# Hulu app



## mpf541 (Nov 25, 2009)

Well I was pretty happy with the edge until I started up Hulu. After dropping cable I started using Hulu. It would be nice if the Hulu app was at least up to date on a new box. There is no way to access the Hulu DVR so see shows that Hulu saved. 

Apps on all other devices have this feature built in. Why can't it be included on the edge? While I don't expect that app to have all the features the tivo dvr has there really is no reason when there is a Hulu app on the tivo it can't be as up to date as the Hulu app on my Apple TV and my LG TV,

What a disappointment. It seems that while tivo wants to says it is the best device they can't seem to make apps that are very good.


----------



## compnurd (Oct 6, 2011)

mpf541 said:


> Well I was pretty happy with the edge until I started up Hulu. After dropping cable I started using Hulu. It would be nice if the Hulu app was at least up to date on a new box. There is no way to access the Hulu DVR so see shows that Hulu saved.
> 
> Apps on all other devices have this feature built in. Why can't it be included on the edge? While I don't expect that app to have all the features the tivo dvr has there really is no reason when there is a Hulu app on the tivo it can't be as up to date as the Hulu app on my Apple TV and my LG TV,
> 
> What a disappointment. It seems that while tivo wants to says it is the best device they can't seem to make apps that are very good.


Hulu has no plans to update the Tivo app


----------



## mpf541 (Nov 25, 2009)

But they should consider it. As Hulu app is being updated on other platforms. If they want to sell this and say how good it is on streaming services they really should make it better. As it is they added some crummy tivo+ app that does not work very well. What tivo needs to do is sell this as a DVR. Stop trying to make it look like a hub for all your entertainment as it really does a poor job at that. Every streaming app that tivo has added is not very good. When my TV does a better job at it you would think tivo could also do this.


----------



## compnurd (Oct 6, 2011)

mpf541 said:


> But they should consider it. As Hulu app is being updated on other platforms. If they want to sell this and say how good it is on streaming services they really should make it better. As it is they added some crummy tivo+ app that does not work very well. What tivo needs to do is sell this as a DVR. Stop trying to make it look like a hub for all your entertainment as it really does a poor job at that. Every streaming app that tivo has added is not very good. When my TV does a better job at it you would think tivo could also do this.

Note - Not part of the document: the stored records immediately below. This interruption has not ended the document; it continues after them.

/// Opcodes with no prefix byte, indexed by opcode.
pub static UNPREFIXED_TABLE: [OpcodeDescriptor; 256] = [
    // 0x00
    imp(Mnemonic::Nop, "NOP", Op::Nop),
    d16(Mnemonic::Ld, "LD BC,d16", Op::LdRpImm),
    imp(Mnemonic::Ld, "LD (BC),A", Op::LdIndirectA),
    imp(Mnemonic::Inc, "INC BC", Op::IncRp),
    imp(Mnemonic::Inc, "INC B", Op::IncR),
    imp(Mnemonic::Dec, "DEC B", Op::DecR),
    d8(Mnemonic::Ld, "LD B,d8", Op::LdRImm),
    imp(Mnemonic::Rlca, "RLCA", Op::RotateA),
    d16(Mnemonic::Ld, "LD (a16),SP", Op::LdAbsSp),
    imp(Mnemonic::Add, "ADD HL,BC", Op::AddHlRp),
    imp(Mnemonic::Ld, "LD A,(BC)", Op::LdAIndirect),
    imp(Mnemonic::Dec, "DEC BC", Op::DecRp),
    imp(Mnemonic::Inc, "INC C", Op::IncR),
    imp(Mnemonic::Dec, "DEC C", Op::DecR),
    d8(Mnemonic::Ld, "LD C,d8", Op::LdRImm),
    imp(Mnemonic::Rrca, "RRCA", Op::RotateA),
    // 0x10
    d8(Mnemonic::Stop, "STOP d8", Op::Stop),
    d16(Mnemonic::Ld, "LD DE,d16", Op::LdRpImm),
    imp(Mnemonic::Ld, "LD (DE),A", Op::LdIndirectA),
    imp(Mnemonic::Inc, "INC DE", Op::IncRp),
    imp(Mnemonic::Inc, "INC D", Op::IncR),
    imp(Mnemonic::Dec, "DEC D", Op::DecR),
    d8(Mnemonic::Ld, "LD D,d8", Op::LdRImm),
    imp(Mnemonic::Rla, "RLA", Op::RotateA),
    disp(Mnemonic::Jr, "JR r8", Op::Jr),
    imp(Mnemonic::Add, "ADD HL,DE", Op::AddHlRp),
    imp(Mnemonic::Ld, "LD A,(DE)", Op::LdAIndirect),
    imp(Mnemonic::Dec, "DEC DE", Op::DecRp),
    imp(Mnemonic::Inc, "INC E", Op::IncR),
    imp(Mnemonic::Dec, "DEC E", Op::DecR),
    d8(Mnemonic::Ld, "LD E,d8", Op::LdRImm),
    imp(Mnemonic::Rra, "RRA", Op::RotateA),
    // 0x20
    disp(Mnemonic::Jr, "JR NZ,r8", Op::Jr),
    d16(Mnemonic::Ld, "LD HL,d16", Op::LdRpImm),
    imp(Mnemonic::Ld, "LD (HL+),A", Op::LdIndirectA),
    imp(Mnemonic::Inc, "INC HL", Op::IncRp),
    imp(Mnemonic::Inc, "INC H", Op::IncR),
    imp(Mnemonic::Dec, "DEC H", Op::DecR),
    d8(Mnemonic::Ld, "LD H,d8", Op::LdRImm),
    imp(Mnemonic::Daa, "DAA", Op::Daa),
    disp(Mnemonic::Jr, "JR Z,r8", Op::Jr),
    imp(Mnemonic::Add, "ADD HL,HL", Op::AddHlRp),
    imp(Mnemonic::Ld, "LD A,(HL+)", Op::LdAIndirect),
    imp(Mnemonic::Dec, "DEC HL", Op::DecRp),
    imp(Mnemonic::Inc, "INC L", Op::IncR),
    imp(Mnemonic::Dec, "DEC L", Op::DecR),
    d8(Mnemonic::Ld, "LD L,d8", Op::LdRImm),
    imp(Mnemonic::Cpl, "CPL", Op::Cpl),
    // 0x30
    disp(Mnemonic::Jr, "JR NC,r8", Op::Jr),
    d16(Mnemonic::Ld, "LD SP,d16", Op::LdRpImm),
    imp(Mnemonic::Ld, "LD (HL-),A", Op::LdIndirectA),
    imp(Mnemonic::Inc, "INC SP", Op::IncRp),
    imp(Mnemonic::Inc, "INC (HL)", Op::IncR),
    imp(Mnemonic::Dec, "DEC (HL)", Op::DecR),
    d8(Mnemonic::Ld, "LD (HL),d8", Op::LdRImm),
    imp(Mnemonic::Scf, "SCF", Op::Scf),
    disp(Mnemonic::Jr, "JR C,r8", Op::Jr),
    imp(Mnemonic::Add, "ADD HL,SP", Op::AddHlRp),
    imp(Mnemonic::Ld, "LD A,(HL-)", Op::LdAIndirect),
    imp(Mnemonic::Dec, "DEC SP", Op::DecRp),
    imp(Mnemonic::Inc, "INC A", Op::IncR),
    imp(Mnemonic::Dec, "DEC A", Op::DecR),
    d8(Mnemonic::Ld, "LD A,d8", Op::LdRImm),
    imp(Mnemonic::Ccf, "CCF", Op::Ccf),
    // 0x40
    imp(Mnemonic::Ld, "LD B,B", Op::LdRR),
    imp(Mnemonic::Ld, "LD B,C", Op::LdRR),
    imp(Mnemonic::Ld, "LD B,D", Op::LdRR),
    imp(Mnemonic::Ld, "LD B,E", Op::LdRR),
    imp(Mnemonic::Ld, "LD B,H", Op::LdRR),
    imp(Mnemonic::Ld, "LD B,L", Op::LdRR),
    imp(Mnemonic::Ld, "LD B,(HL)", Op::LdRR),
    imp(Mnemonic::Ld, "LD B,A", Op::LdRR),
    imp(Mnemonic::Ld, "LD C,B", Op::LdRR),
    imp(Mnemonic::Ld, "LD C,C", Op::LdRR),
    imp(Mnemonic::Ld, "LD C,D", Op::LdRR),
    imp(Mnemonic::Ld, "LD C,E", Op::LdRR),
    imp(Mnemonic::Ld, "LD C,H", Op::LdRR),
    imp(Mnemonic::Ld, "LD C,L", Op::LdRR),
    imp(Mnemonic::Ld, "LD C,(HL)", Op::LdRR),
    imp(Mnemonic::Ld, "LD C,A", Op::LdRR),
    // 0x50
    imp(Mnemonic::Ld, "LD D,B", Op::LdRR),
    imp(Mnemonic::Ld, "LD D,C", Op::LdRR),
    imp(Mnemonic::Ld, "LD D,D", Op::LdRR),
    imp(Mnemonic::Ld, "LD D,E", Op::LdRR),
    imp(Mnemonic::Ld, "LD D,H", Op::LdRR),
    imp(Mnemonic::Ld, "LD D,L", Op::LdRR),
    imp(Mnemonic::Ld, "LD D,(HL)", Op::LdRR),
    imp(Mnemonic::Ld, "LD D,A", Op::LdRR),
    imp(Mnemonic::Ld, "LD E,B", Op::LdRR),
    imp(Mnemonic::Ld, "LD E,C", Op::LdRR),
    imp(Mnemonic::Ld, "LD E,D", Op::LdRR),
    imp(Mnemonic::Ld, "LD E,E", Op::LdRR),
    imp(Mnemonic::Ld, "LD E,H", Op::LdRR),
    imp(Mnemonic::Ld, "LD E,L", Op::LdRR),
    imp(Mnemonic::Ld, "LD E,(HL)", Op::LdRR),
    imp(Mnemonic::Ld, "LD E,A", Op::LdRR),
    // 0x60
    imp(Mnemonic::Ld, "LD H,B", Op::LdRR),
    imp(Mnemonic::Ld, "LD H,C", Op::LdRR),
    imp(Mnemonic::Ld, "LD H,D", Op::LdRR),
    imp(Mnemonic::Ld, "LD H,E", Op::LdRR),
    imp(Mnemonic::Ld, "LD H,H", Op::LdRR),
    imp(Mnemonic::Ld, "LD H,L", Op::LdRR),
    imp(Mnemonic::Ld, "LD H,(HL)", Op::LdRR),
    imp(Mnemonic::Ld, "LD H,A", Op::LdRR),
    imp(Mnemonic::Ld, "LD L,B", Op::LdRR),
    imp(Mnemonic::Ld, "LD L,C", Op::LdRR),
    imp(Mnemonic::Ld, "LD L,D", Op::LdRR),
    imp(Mnemonic::Ld, "LD L,E", Op::LdRR),
    imp(Mnemonic::Ld, "LD L,H", Op::LdRR),
    imp(Mnemonic::Ld, "LD L,L", Op::LdRR),
    imp(Mnemonic::Ld, "LD L,(HL)", Op::LdRR),
    imp(Mnemonic::Ld, "LD L,A", Op::LdRR),
    // 0x70
    imp(Mnemonic::Ld, "LD (HL),B", Op::LdRR),
    imp(Mnemonic::Ld, "LD (HL),C", Op::LdRR),
    imp(Mnemonic::Ld, "LD (HL),D", Op::LdRR),
    imp(Mnemonic::Ld, "LD (HL),E", Op::LdRR),
    imp(Mnemonic::Ld, "LD (HL),H", Op::LdRR),
    imp(Mnemonic::Ld, "LD (HL),L", Op::LdRR),
    imp(Mnemonic::Halt, "HALT", Op::Halt),
    imp(Mnemonic::Ld, "LD (HL),A", Op::LdRR),
    imp(Mnemonic::Ld, "LD A,B", Op::LdRR),
    imp(Mnemonic::Ld, "LD A,C", Op::LdRR),
    imp(Mnemonic::Ld, "LD A,D", Op::LdRR),
    imp(Mnemonic::Ld, "LD A,E", Op::LdRR),
    imp(Mnemonic::Ld, "LD A,H", Op::LdRR),
    imp(Mnemonic::Ld, "LD A,L", Op::LdRR),
    imp(Mnemonic::Ld, "LD A,(HL)", Op::LdRR),
    imp(Mnemonic::Ld, "LD A,A", Op::LdRR),
    // 0x80
    imp(Mnemonic::Add, "ADD A,B", Op::Alu),
    imp(Mnemonic::Add, "ADD A,C", Op::Alu),
    imp(Mnemonic::Add, "ADD A,D", Op::Alu),
    imp(Mnemonic::Add, "ADD A,E", Op::Alu),
    imp(Mnemonic::Add, "ADD A,H", Op::Alu),
    imp(Mnemonic::Add, "ADD A,L", Op::Alu),
    imp(Mnemonic::Add, "ADD A,(HL)", Op::Alu),
    imp(Mnemonic::Add, "ADD A,A", Op::Alu),
    imp(Mnemonic::Adc, "ADC A,B", Op::Alu),
    imp(Mnemonic::Adc, "ADC A,C", Op::Alu),
    imp(Mnemonic::Adc, "ADC A,D", Op::Alu),
    imp(Mnemonic::Adc, "ADC A,E", Op::Alu),
    imp(Mnemonic::Adc, "ADC A,H", Op::Alu),
    imp(Mnemonic::Adc, "ADC A,L", Op::Alu),
    imp(Mnemonic::Adc, "ADC A,(HL)", Op::Alu),
    imp(Mnemonic::Adc, "ADC A,A", Op::Alu),
    // 0x90
    imp(Mnemonic::Sub, "SUB B", Op::Alu),
    imp(Mnemonic::Sub, "SUB C", Op::Alu),
    imp(Mnemonic::Sub, "SUB D", Op::Alu),
    imp(Mnemonic::Sub, "SUB E", Op::Alu),
    imp(Mnemonic::Sub, "SUB H", Op::Alu),
    imp(Mnemonic::Sub, "SUB L", Op::Alu),
    imp(Mnemonic::Sub, "SUB (HL)", Op::Alu),
    imp(Mnemonic::Sub, "SUB A", Op::Alu),
    imp(Mnemonic::Sbc, "SBC A,B", Op::Alu),
    imp(Mnemonic::Sbc, "SBC A,C", Op::Alu),
    imp(Mnemonic::Sbc, "SBC A,D", Op::Alu),
    imp(Mnemonic::Sbc, "SBC A,E", Op::Alu),
    imp(Mnemonic::Sbc, "SBC A,H", Op::Alu),
    imp(Mnemonic::Sbc, "SBC A,L", Op::Alu),
    imp(Mnemonic::Sbc, "SBC A,(HL)", Op::Alu),
    imp(Mnemonic::Sbc, "SBC A,A", Op::Alu),
    // 0xA0
    imp(Mnemonic::And, "AND B", Op::Alu),
    imp(Mnemonic::And, "AND C", Op::Alu),
    imp(Mnemonic::And, "AND D", Op::Alu),
    imp(Mnemonic::And, "AND E", Op::Alu),
    imp(Mnemonic::And, "AND H", Op::Alu),
    imp(Mnemonic::And, "AND L", Op::Alu),
    imp(Mnemonic::And, "AND (HL)", Op::Alu),
    imp(Mnemonic::And, "AND A", Op::Alu),
    imp(Mnemonic::Xor, "XOR B", Op::Alu),
    imp(Mnemonic::Xor, "XOR C", Op::Alu),
    imp(Mnemonic::Xor, "XOR D", Op::Alu),
    imp(Mnemonic::Xor, "XOR E", Op::Alu),
    imp(Mnemonic::Xor, "XOR H", Op::Alu),
    imp(Mnemonic::Xor, "XOR L", Op::Alu),
    imp(Mnemonic::Xor, "XOR (HL)", Op::Alu),
    imp(Mnemonic::Xor, "XOR A", Op::Alu),
    // 0xB0
    imp(Mnemonic::Or, "OR B", Op::Alu),
    imp(Mnemonic::Or, "OR C", Op::Alu),
    imp(Mnemonic::Or, "OR D", Op::Alu),
    imp(Mnemonic::Or, "OR E", Op::Alu),
    imp(Mnemonic::Or, "OR H", Op::Alu),
    imp(Mnemonic::Or, "OR L", Op::Alu),
    imp(Mnemonic::Or, "OR (HL)", Op::Alu),
    imp(Mnemonic::Or, "OR A", Op::Alu),
    imp(Mnemonic::Cp, "CP B", Op::Alu),
    imp(Mnemonic::Cp, "CP C", Op::Alu),
    imp(Mnemonic::Cp, "CP D", Op::Alu),
    imp(Mnemonic::Cp, "CP E", Op::Alu),
    imp(Mnemonic::Cp, "CP H", Op::Alu),
    imp(Mnemonic::Cp, "CP L", Op::Alu),
    imp(Mnemonic::Cp, "CP (HL)", Op::Alu),
    imp(Mnemonic::Cp, "CP A", Op::Alu),
    // 0xC0
    imp(Mnemonic::Ret, "RET NZ", Op::Ret),
    imp(Mnemonic::Pop, "POP BC", Op::Pop),
    d16(Mnemonic::Jp, "JP NZ,a16", Op::Jp),
    d16(Mnemonic::Jp, "JP a16", Op::Jp),
    d16(Mnemonic::Call, "CALL NZ,a16", Op::Call),
    imp(Mnemonic::Push, "PUSH BC", Op::Push),
    d8(Mnemonic::Add, "ADD A,d8", Op::AluImm),
    imp(Mnemonic::Rst, "RST 00H", Op::Rst),
    imp(Mnemonic::Ret, "RET Z", Op::Ret),
    imp(Mnemonic::Ret, "RET", Op::Ret),
    d16(Mnemonic::Jp, "JP Z,a16", Op::Jp),
    prefix(),
    d16(Mnemonic::Call, "CALL Z,a16", Op::Call),
    d16(Mnemonic::Call, "CALL a16", Op::Call),
    d8(Mnemonic::Adc, "ADC A,d8", Op::AluImm),
    imp(Mnemonic::Rst, "RST 08H", Op::Rst),
    // 0xD0
    imp(Mnemonic::Ret, "RET NC", Op::Ret),
    imp(Mnemonic::Pop, "POP DE", Op::Pop),
    d16(Mnemonic::Jp, "JP NC,a16", Op::Jp),
    illegal(),
    d16(Mnemonic::Call, "CALL NC,a16", Op::Call),
    imp(Mnemonic::Push, "PUSH DE", Op::Push),
    d8(Mnemonic::Sub, "SUB d8", Op::AluImm),
    imp(Mnemonic::Rst, "RST 10H", Op::Rst),
    imp(Mnemonic::Ret, "RET C", Op::Ret),
    imp(Mnemonic::Reti, "RETI", Op::Reti),
    d16(Mnemonic::Jp, "JP C,a16", Op::Jp),
    illegal(),
    d16(Mnemonic::Call, "CALL C,a16", Op::Call),
    illegal(),
    d8(Mnemonic::Sbc, "SBC A,d8", Op::AluImm),
    imp(Mnemonic::Rst, "RST 18H", Op::Rst),
    // 0xE0
    d8(Mnemonic::Ldh, "LDH (a8),A", Op::LdhImmA),
    imp(Mnemonic::Pop, "POP HL", Op::Pop),
    imp(Mnemonic::Ld, "LD (C),A", Op::LdhCA),
    illegal(),
    illegal(),
    imp(Mnemonic::Push, "PUSH HL", Op::Push),
    d8(Mnemonic::And, "AND d8", Op::AluImm),
    imp(Mnemonic::Rst, "RST 20H", Op::Rst),
    disp(Mnemonic::Add, "ADD SP,r8", Op::AddSpOffset),
    imp(Mnemonic::Jp, "JP HL", Op::JpHl),
    d16(Mnemonic::Ld, "LD (a16),A", Op::LdAbsA),
    illegal(),
    illegal(),
    illegal(),
    d8(Mnemonic::Xor, "XOR d8", Op::AluImm),
    imp(Mnemonic::Rst, "RST 28H", Op::Rst),
    // 0xF0
    d8(Mnemonic::Ldh, "LDH A,(a8)", Op::LdhAImm),
    imp(Mnemonic::Pop, "POP AF", Op::Pop),
    imp(Mnemonic::Ld, "LD A,(C)", Op::LdhAC),
    imp(Mnemonic::Di, "DI", Op::Di),
    illegal(),
    imp(Mnemonic::Push, "PUSH AF", Op::Push),
    d8(Mnemonic::Or, "OR d8", Op::AluImm),
    imp(Mnemonic::Rst, "RST 30H", Op::Rst),
    disp(Mnemonic::Ld, "LD HL,SP+r8", Op::LdHlSpOffset),
    imp(Mnemonic::Ld, "LD SP,HL", Op::LdSpHl),
    d16(Mnemonic::Ld, "LD A,(a16)", Op::LdAAbs),
    imp(Mnemonic::Ei, "EI", Op::Ei),
    illegal(),
    illegal(),
    d8(Mnemonic::Cp, "CP d8", Op::AluImm),
    imp(Mnemonic::Rst, "RST 38H", Op::Rst),
];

You need to get on the Hulu boards. Tivo doesn't write or update the apps


----------



## spiderpumpkin (Dec 1, 2017)

One would think that Tivo would want to at least try and act on their customers behalf. Maybe Tivo could actually be transparent about their attempt to at least talk to Hulu and other streaming apps to get their customer the best possible Tivo experience.


----------



## PSU_Sudzi (Jun 4, 2015)

spiderpumpkin said:


> One would think that Tivo would want to at least try and act on their customers behalf. Maybe Tivo could actually be transparent about their attempt to at least talk to Hulu and other streaming apps to get their customer the best possible Tivo experience.


In theory yes but they're not going to tell us that Hulu told them to go pound sand.


----------